Tuesday, October 13, 2009

Mistakes and Their Correction

I posted today about Chapter 24 of The Absorbent Mind over at The Montessori Book Club. I thought it was more appropriate to post it over there, although I went out of order with the chapters and hope I'm not in trouble!


  1. I wasn't sure whether to reply here or there since I haven't read the book. One thing I did not really understand until I watched the Humphray videos is that you're not supposed to expect them to get things right everytime. If they do, it means the material is too easy for them anyway and there's point. Part of the learning process is that they will learn to see their mistakes over time. For example, with color box 3, she says that if they can't see that there is something out of place in their gradation, there is nothing you can say or do that will change how well they see. However, the more they use the material, the more they are sensitized to see the subtle differences in the color, and over time they will figure out for themselves how to do it correctly. That's the whole point of the sensorial materials and that's why as long as they understand the point of the excersize, you leave them be.

    I'm not sure how this applies to tracing the sandpaper letters in the wrong direction, though. I think that is a case of demonstrating again later. (And again, and again until he finally gets it. I know. Then the problem becomes coming up with ways to make him think you are showing him something new rather than something he did wrong.)

  2. MBT - you do what most of us do :) In training, I was shown that if a child repeatedly makes a mistake (for example, incorrectly stroking the sandpaper letters) while you are giving a lesson, you may step in by saying "excuse me, may I take another turn?" At this point, re-present the lesson making an emphasis on correcting where the child was making a mistake without using words. A good example is with the solid cylinders. I have a lot of children who grab the knobs, rather than using their pincer grip. When I re-present this, I exaggerate the pincer grip so that I literally look like a crazy crab lady. 95% of the time, the child then picks the knobs up correctly. Now, if you presented the lesson this way to begin with, most children would do the lesson incorrectly. However, with specific re-presentations, each child gets what s/he needs. Sometimes the child doesn't get it, and so you continue on and re-present another day.

    Also, with the sandpaper letters, I sometimes invite the child to place their hand on mine while I trace. I usually do this if the child is pretty close to accurate tracing, but is getting lost in loops (think of cursive p, f or q). If a child is just going off the wall with tracing, I continue the sound presentation and come re-visit tracing another day.

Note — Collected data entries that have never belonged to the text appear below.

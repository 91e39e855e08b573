//! Typed parameter values attached to a task.
//!
//! `ParamValue` is either a single scalar or an ordered array of one scalar
//! kind. The scalar/array split lives in the type, so a value can never carry
//! both payloads (or neither).

use serde::{Deserialize, Serialize};
use std::collections::BTreeMap;
use std::fmt;

use crate::codec::wire::WireParamValue;
use crate::domain::errors::SubmitError;

/// Scalar kind of a parameter.
///
/// On the wire this is the numeric `var_type` code.
#[derive(Debug, Clone, Copy, PartialEq, Eq, Hash, PartialOrd, Ord, Serialize, Deserialize)]
#[serde(into = "i32", try_from = "i32")]
pub enum ParamKind {
    Int32,
    Int64,
    String,
    Float,
    Double,
    Bool,
}

impl ParamKind {
    pub const ALL: [ParamKind; 6] = [
        ParamKind::Int32,
        ParamKind::Int64,
        ParamKind::String,
        ParamKind::Float,
        ParamKind::Double,
        ParamKind::Bool,
    ];

    /// `var_type` code used on the wire.
    pub fn code(self) -> i32 {
        match self {
            ParamKind::Int32 => 0,
            ParamKind::Int64 => 1,
            ParamKind::String => 2,
            ParamKind::Float => 3,
            ParamKind::Double => 4,
            ParamKind::Bool => 5,
        }
    }

    pub fn from_code(code: i32) -> Option<Self> {
        Self::ALL.into_iter().find(|k| k.code() == code)
    }

    /// Tag used by the textual grammar (`INT32`, `STRING`, ...).
    pub fn tag(self) -> &'static str {
        match self {
            ParamKind::Int32 => "INT32",
            ParamKind::Int64 => "INT64",
            ParamKind::String => "STRING",
            ParamKind::Float => "FLOAT",
            ParamKind::Double => "DOUBLE",
            ParamKind::Bool => "BOOL",
        }
    }

    pub fn from_tag(tag: &str) -> Option<Self> {
        Self::ALL.into_iter().find(|k| k.tag() == tag)
    }
}

impl fmt::Display for ParamKind {
    fn fmt(&self, f: &mut fmt::Formatter<'_>) -> fmt::Result {
        f.write_str(self.tag())
    }
}

impl From<ParamKind> for i32 {
    fn from(kind: ParamKind) -> Self {
        kind.code()
    }
}

impl TryFrom<i32> for ParamKind {
    type Error = String;

    fn try_from(code: i32) -> Result<Self, Self::Error> {
        ParamKind::from_code(code).ok_or_else(|| format!("unknown var_type code {code}"))
    }
}

/// A single decoded literal.
#[derive(Debug, Clone, PartialEq)]
pub enum Scalar {
    Int32(i32),
    Int64(i64),
    String(String),
    Float(f32),
    Double(f64),
    Bool(bool),
}

impl Scalar {
    pub fn kind(&self) -> ParamKind {
        match self {
            Scalar::Int32(_) => ParamKind::Int32,
            Scalar::Int64(_) => ParamKind::Int64,
            Scalar::String(_) => ParamKind::String,
            Scalar::Float(_) => ParamKind::Float,
            Scalar::Double(_) => ParamKind::Double,
            Scalar::Bool(_) => ParamKind::Bool,
        }
    }
}

/// An ordered sequence of literals of one kind.
#[derive(Debug, Clone, PartialEq)]
pub enum Array {
    Int32(Vec<i32>),
    Int64(Vec<i64>),
    String(Vec<String>),
    Float(Vec<f32>),
    Double(Vec<f64>),
    Bool(Vec<bool>),
}

impl Array {
    pub fn kind(&self) -> ParamKind {
        match self {
            Array::Int32(_) => ParamKind::Int32,
            Array::Int64(_) => ParamKind::Int64,
            Array::String(_) => ParamKind::String,
            Array::Float(_) => ParamKind::Float,
            Array::Double(_) => ParamKind::Double,
            Array::Bool(_) => ParamKind::Bool,
        }
    }

    pub fn len(&self) -> usize {
        match self {
            Array::Int32(v) => v.len(),
            Array::Int64(v) => v.len(),
            Array::String(v) => v.len(),
            Array::Float(v) => v.len(),
            Array::Double(v) => v.len(),
            Array::Bool(v) => v.len(),
        }
    }

    pub fn is_empty(&self) -> bool {
        self.len() == 0
    }

    /// Collect scalars into an array. All scalars must be of `kind`.
    pub(crate) fn collect(kind: ParamKind, items: Vec<Scalar>) -> Option<Array> {
        macro_rules! gather {
            ($variant:ident) => {
                items
                    .into_iter()
                    .map(|s| match s {
                        Scalar::$variant(v) => Some(v),
                        _ => None,
                    })
                    .collect::<Option<Vec<_>>>()
                    .map(Array::$variant)
            };
        }
        match kind {
            ParamKind::Int32 => gather!(Int32),
            ParamKind::Int64 => gather!(Int64),
            ParamKind::String => gather!(String),
            ParamKind::Float => gather!(Float),
            ParamKind::Double => gather!(Double),
            ParamKind::Bool => gather!(Bool),
        }
    }

    /// Element-wise view as scalars (used by the grammar formatter).
    pub(crate) fn scalars(&self) -> Vec<Scalar> {
        match self {
            Array::Int32(v) => v.iter().copied().map(Scalar::Int32).collect(),
            Array::Int64(v) => v.iter().copied().map(Scalar::Int64).collect(),
            Array::String(v) => v.iter().cloned().map(Scalar::String).collect(),
            Array::Float(v) => v.iter().copied().map(Scalar::Float).collect(),
            Array::Double(v) => v.iter().copied().map(Scalar::Double).collect(),
            Array::Bool(v) => v.iter().copied().map(Scalar::Bool).collect(),
        }
    }
}

/// One named parameter's value.
#[derive(Debug, Clone, PartialEq, Serialize, Deserialize)]
#[serde(into = "WireParamValue", try_from = "WireParamValue")]
pub enum ParamValue {
    Scalar(Scalar),
    Array(Array),
}

impl ParamValue {
    pub fn kind(&self) -> ParamKind {
        match self {
            ParamValue::Scalar(s) => s.kind(),
            ParamValue::Array(a) => a.kind(),
        }
    }

    pub fn is_array(&self) -> bool {
        matches!(self, ParamValue::Array(_))
    }

    pub fn as_scalar(&self) -> Option<&Scalar> {
        match self {
            ParamValue::Scalar(s) => Some(s),
            ParamValue::Array(_) => None,
        }
    }

    pub fn as_array(&self) -> Option<&Array> {
        match self {
            ParamValue::Array(a) => Some(a),
            ParamValue::Scalar(_) => None,
        }
    }

    pub fn int32(v: i32) -> Self {
        ParamValue::Scalar(Scalar::Int32(v))
    }

    pub fn int64(v: i64) -> Self {
        ParamValue::Scalar(Scalar::Int64(v))
    }

    pub fn float(v: f32) -> Self {
        ParamValue::Scalar(Scalar::Float(v))
    }

    pub fn double(v: f64) -> Self {
        ParamValue::Scalar(Scalar::Double(v))
    }

    pub fn string(v: impl Into<String>) -> Self {
        ParamValue::Scalar(Scalar::String(v.into()))
    }

    pub fn bool(v: bool) -> Self {
        ParamValue::Scalar(Scalar::Bool(v))
    }

    pub fn string_array<I, S>(items: I) -> Self
    where
        I: IntoIterator<Item = S>,
        S: Into<String>,
    {
        ParamValue::Array(Array::String(items.into_iter().map(Into::into).collect()))
    }
}

/// Parameters of one task, keyed by unique name.
///
/// Iteration order is by name, so encodings are deterministic.
#[derive(Debug, Clone, Default, PartialEq, Serialize, Deserialize)]
pub struct ParamSet {
    #[serde(default)]
    param_map: BTreeMap<String, ParamValue>,
}

impl ParamSet {
    pub fn new() -> Self {
        Self::default()
    }

    /// Insert or replace a value. Returns the previous value, if any.
    pub fn insert(&mut self, name: impl Into<String>, value: ParamValue) -> Option<ParamValue> {
        self.param_map.insert(name.into(), value)
    }

    /// Insert a value whose name must not be present yet.
    pub fn insert_new(
        &mut self,
        name: impl Into<String>,
        value: ParamValue,
    ) -> Result<(), SubmitError> {
        let name = name.into();
        if self.param_map.contains_key(&name) {
            return Err(SubmitError::malformed(&name, "duplicate parameter name"));
        }
        self.param_map.insert(name, value);
        Ok(())
    }

    pub fn get(&self, name: &str) -> Option<&ParamValue> {
        self.param_map.get(name)
    }

    pub fn contains(&self, name: &str) -> bool {
        self.param_map.contains_key(name)
    }

    pub fn len(&self) -> usize {
        self.param_map.len()
    }

    pub fn is_empty(&self) -> bool {
        self.param_map.is_empty()
    }

    pub fn iter(&self) -> impl Iterator<Item = (&str, &ParamValue)> {
        self.param_map.iter().map(|(k, v)| (k.as_str(), v))
    }

    pub fn names(&self) -> impl Iterator<Item = &str> {
        self.param_map.keys().map(String::as_str)
    }
}

impl FromIterator<(String, ParamValue)> for ParamSet {
    fn from_iter<I: IntoIterator<Item = (String, ParamValue)>>(iter: I) -> Self {
        Self {
            param_map: iter.into_iter().collect(),
        }
    }
}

    I think it's best to try and understand where the child is coming from. If the child appears to be making mistakes because s/he is not paying attention or uninterested, leave it be. Come back to that lesson another day. If the child isn't recognizing his/her mistake, then there is room to guide the child towards the correction without wholly pointing it out. Just push the child in the direction of discovery.

  3. Thank you both!

    There was quite a bit in that chapter, and in another book I read this week (couldn't say which at this point) about mistakes being part of the learning process. That thread showed up on The Wonder Years blog today as well. At any rate, I like the "learn to see their mistakes over time" bit. Now I just have to solve the mystery of "learning to ignore their mistakes over time." Grrr.

    You also hit the nail on the head with "coming up with ways to make him think you are showing him something new rather than something he did wrong."

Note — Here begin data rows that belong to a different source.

//! Ports - 抽象化レイヤー
//!
//! 外部の協力者（時刻、ID 生成、RPC トランスポート）への
//! インターフェースを定義し、実装の詳細を隠蔽します。

pub mod clock;
pub mod id_generator;
pub mod transport;

// 主要な trait を再エクスポート
pub use self::clock::{Clock, FixedClock, SystemClock};
pub use self::id_generator::{IdGenerator, SequentialIdGenerator, UlidGenerator};
pub use self::transport::{Channel, Endpoint, Transport, TransportError};
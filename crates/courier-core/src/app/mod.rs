//! App - アプリケーション層
//!
//! ports を組み合わせて「タスクを組み立てて投入する」流れを実装します。
//!
//! # 主要コンポーネント
//! - **TaskBuilder**: TaskDescriptor の構築と検証
//! - **SequenceRegistry**: client ごとの sequence / processed_up_to
//! - **EnvelopeBuilder**: SubmissionEnvelope の構築
//! - **SubmitClient**: transport 越しの 1 回の request/reply

pub mod builder;
pub mod client;
pub mod envelope;
pub mod sequence;

// 主要な型を再エクスポート
pub use self::builder::TaskBuilder;
pub use self::client::SubmitClient;
pub use self::envelope::EnvelopeBuilder;
pub use self::sequence::{SequenceRegistry, SequenceTicket};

    I knew to re-present, emphasizing the part where the error was made...but after three, four re-presentations I was at a loss. I didn't have the patience to think I might have to do that for several days. I also wondered how to get him to choose the sandpaper letters every day at all, especially after figuratively fastening an 'asses ear" to him by doing a re-presentation six, seven eight times.

    I have totally done that crazy crab lady thing with my fingers...through two children now!

    Thank you, the "there is room to guide the child toward correction without wholly pointing it out. Just push the child in the direction of discovery" is inspiring. I think I'm not being patient enough. I'm kind of like "I just showed you again, fix it already!"

    Maybe I need a glass of wine before school each day to relax. Like you said, "Sometimes the child doesn't get it, so you continue on and re-present another day."

  4. This is why I'm thinking of waiting for a while on our sandpaper letters. He either won't trace them or doesn't do it right. I don't think his motor skills are ready yet (his fine motor skills have always been quite a bit behind the rest of him developmentally). The thing is, he already pretty much knows his sounds. He learned the capitals from Leapfrog and has picked up on most of the lowercase letters on his own. I'm wondering at this point whether there would be any harm in a non-linear progression where we continued working on phonics but saved writing for later. Am I following the child or just being impatient?

  5. I'm not sure if this will help, but at least with the Practical Life activities in my album all presentations have the same primary goals. Each activity is designed to develop a sense or order, concentration, coordination & independence. Pouring from one container to another is a secondary outcome. I guess what I'm really saying is that the process is more important than the product!